■ **Directions**
The full listing should be duplicated word for word.

Information supplied Block Start

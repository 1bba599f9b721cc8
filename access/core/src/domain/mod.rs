// Copyright (c) 2026 100monkeys.ai
// SPDX-License-Identifier: AGPL-3.0
//! Domain
//!
//! Pure access-control model: RDF graphs, authorization rules, context streams,
//! context domains, membership rules and shape validation.
//!
//! # Architecture
//!
//! - **Layer:** Domain Layer
//! - **Purpose:** Types and invariants; the only I/O is reading config and rule files

pub mod authorization;
pub mod context_domain;
pub mod context_stream;
pub mod errors;
pub mod events;
pub mod membership_rule;
pub mod rdf;
pub mod service_config;
pub mod shapes;
pub mod vocab;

Information supplied Block End

■ **Answer to this task**
repository 1bba599f9b721cc8
filename access/core/src/domain/mod.rs
// Copyright (c) 2026 100monkeys.ai
// SPDX-License-Identifier: AGPL-3.0
//! Domain
//!
//! Pure access-control model: RDF graphs, authorization rules, context streams,
//! context domains, membership rules and shape validation.
//!
//! # Architecture
//!
//! - **Layer:** Domain Layer
//! - **Purpose:** Types and invariants; the only I/O is reading config and rule files

pub mod authorization;
pub mod context_domain;
pub mod context_stream;
pub mod errors;
pub mod events;
pub mod membership_rule;
pub mod rdf;
pub mod service_config;
pub mod shapes;
pub mod vocab;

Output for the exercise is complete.